GOAL OF THE EXERCISE: When you reach the line containing "pub fn start_cell_info(&mut" in the records below, start copying exactly, and stop once you have copied the line containing "pal.start_cell_info()".

AVAILABLE DATA:
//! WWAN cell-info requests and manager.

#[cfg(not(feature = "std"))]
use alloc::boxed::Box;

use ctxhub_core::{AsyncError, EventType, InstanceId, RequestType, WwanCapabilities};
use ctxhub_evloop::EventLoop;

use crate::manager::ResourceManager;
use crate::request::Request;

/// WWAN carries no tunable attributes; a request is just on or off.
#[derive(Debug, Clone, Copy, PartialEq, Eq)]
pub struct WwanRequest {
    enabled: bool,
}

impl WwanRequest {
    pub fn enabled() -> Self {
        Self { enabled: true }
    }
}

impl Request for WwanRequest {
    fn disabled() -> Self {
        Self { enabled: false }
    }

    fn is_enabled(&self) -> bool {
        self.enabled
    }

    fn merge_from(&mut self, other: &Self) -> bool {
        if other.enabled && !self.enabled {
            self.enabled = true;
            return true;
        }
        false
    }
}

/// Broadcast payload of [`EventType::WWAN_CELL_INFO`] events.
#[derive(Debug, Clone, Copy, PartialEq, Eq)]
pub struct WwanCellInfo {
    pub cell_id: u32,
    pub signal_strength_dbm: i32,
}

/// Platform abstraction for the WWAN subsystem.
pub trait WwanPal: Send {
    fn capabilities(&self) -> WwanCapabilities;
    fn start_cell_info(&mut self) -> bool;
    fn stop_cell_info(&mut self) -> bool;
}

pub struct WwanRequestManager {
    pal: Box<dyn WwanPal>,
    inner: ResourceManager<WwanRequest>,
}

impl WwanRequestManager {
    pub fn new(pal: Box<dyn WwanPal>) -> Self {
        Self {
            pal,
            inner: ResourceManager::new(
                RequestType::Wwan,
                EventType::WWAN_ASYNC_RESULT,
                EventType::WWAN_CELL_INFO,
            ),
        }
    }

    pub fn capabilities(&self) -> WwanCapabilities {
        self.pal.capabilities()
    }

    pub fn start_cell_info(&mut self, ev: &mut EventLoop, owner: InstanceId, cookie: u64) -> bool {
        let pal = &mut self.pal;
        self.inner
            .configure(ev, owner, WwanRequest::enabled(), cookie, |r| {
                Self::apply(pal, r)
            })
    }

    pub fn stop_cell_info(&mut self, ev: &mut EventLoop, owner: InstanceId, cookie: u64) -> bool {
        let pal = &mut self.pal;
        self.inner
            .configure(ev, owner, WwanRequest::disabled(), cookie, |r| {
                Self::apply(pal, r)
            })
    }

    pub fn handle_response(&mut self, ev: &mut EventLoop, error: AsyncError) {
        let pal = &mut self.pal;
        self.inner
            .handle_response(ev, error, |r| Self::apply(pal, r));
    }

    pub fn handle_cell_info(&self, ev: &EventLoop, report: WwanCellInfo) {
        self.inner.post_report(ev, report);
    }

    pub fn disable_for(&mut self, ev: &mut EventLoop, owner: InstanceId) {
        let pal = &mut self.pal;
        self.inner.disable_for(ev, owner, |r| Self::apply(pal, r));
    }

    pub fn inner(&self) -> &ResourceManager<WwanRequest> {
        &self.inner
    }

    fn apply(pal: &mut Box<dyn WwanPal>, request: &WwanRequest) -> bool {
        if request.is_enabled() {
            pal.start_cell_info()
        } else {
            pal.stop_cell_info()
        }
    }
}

EXERCISE SOLUTION:
    pub fn start_cell_info(&mut self, ev: &mut EventLoop, owner: InstanceId, cookie: u64) -> bool {
        let pal = &mut self.pal;
        self.inner
            .configure(ev, owner, WwanRequest::enabled(), cookie, |r| {
                Self::apply(pal, r)
            })
    }

    pub fn stop_cell_info(&mut self, ev: &mut EventLoop, owner: InstanceId, cookie: u64) -> bool {
        let pal = &mut self.pal;
        self.inner
            .configure(ev, owner, WwanRequest::disabled(), cookie, |r| {
                Self::apply(pal, r)
            })
    }

    pub fn handle_response(&mut self, ev: &mut EventLoop, error: AsyncError) {
        let pal = &mut self.pal;
        self.inner
            .handle_response(ev, error, |r| Self::apply(pal, r));
    }

    pub fn handle_cell_info(&self, ev: &EventLoop, report: WwanCellInfo) {
        self.inner.post_report(ev, report);
    }

    pub fn disable_for(&mut self, ev: &mut EventLoop, owner: InstanceId) {
        let pal = &mut self.pal;
        self.inner.disable_for(ev, owner, |r| Self::apply(pal, r));
    }

    pub fn inner(&self) -> &ResourceManager<WwanRequest> {
        &self.inner
    }

    fn apply(pal: &mut Box<dyn WwanPal>, request: &WwanRequest) -> bool {
        if request.is_enabled() {
            pal.start_cell_info()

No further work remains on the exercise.